### [Given information]
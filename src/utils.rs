//! Utility functions for versebase
//!
//! This module provides common utility functions used throughout the project.

use crate::error::Result;
use std::path::Path;

/// Format file size in human readable format
pub fn format_file_size(bytes: u64) -> String {
    const UNITS: &[&str] = &["B", "KB", "MB", "GB", "TB"];
    const THRESHOLD: f64 = 1024.0;

    if bytes == 0 {
        return "0 B".to_string();
    }

    let mut size = bytes as f64;
    let mut unit_index = 0;

    while size >= THRESHOLD && unit_index < UNITS.len() - 1 {
        size /= THRESHOLD;
        unit_index += 1;
    }

    if unit_index == 0 {
        format!("{} {}", bytes, UNITS[unit_index])
    } else {
        format!("{:.1} {}", size, UNITS[unit_index])
    }
}

/// Create directory if it doesn't exist
pub fn ensure_directory<P: AsRef<Path>>(path: P) -> Result<()> {
    let path = path.as_ref();

    if !path.exists() {
        std::fs::create_dir_all(path)?;
    }

    Ok(())
}

/// Current wall-clock time as Unix milliseconds, used for record timestamps
pub fn now_millis() -> i64 {
    chrono::Utc::now().timestamp_millis()
}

### [Task item]
Please copy every line of the data that carries the string "path".

### [Answer box]
use std::path::Path;
pub fn ensure_directory<P: AsRef<Path>>(path: P) -> Result<()> {
    let path = path.as_ref();
    if !path.exists() {
        std::fs::create_dir_all(path)?;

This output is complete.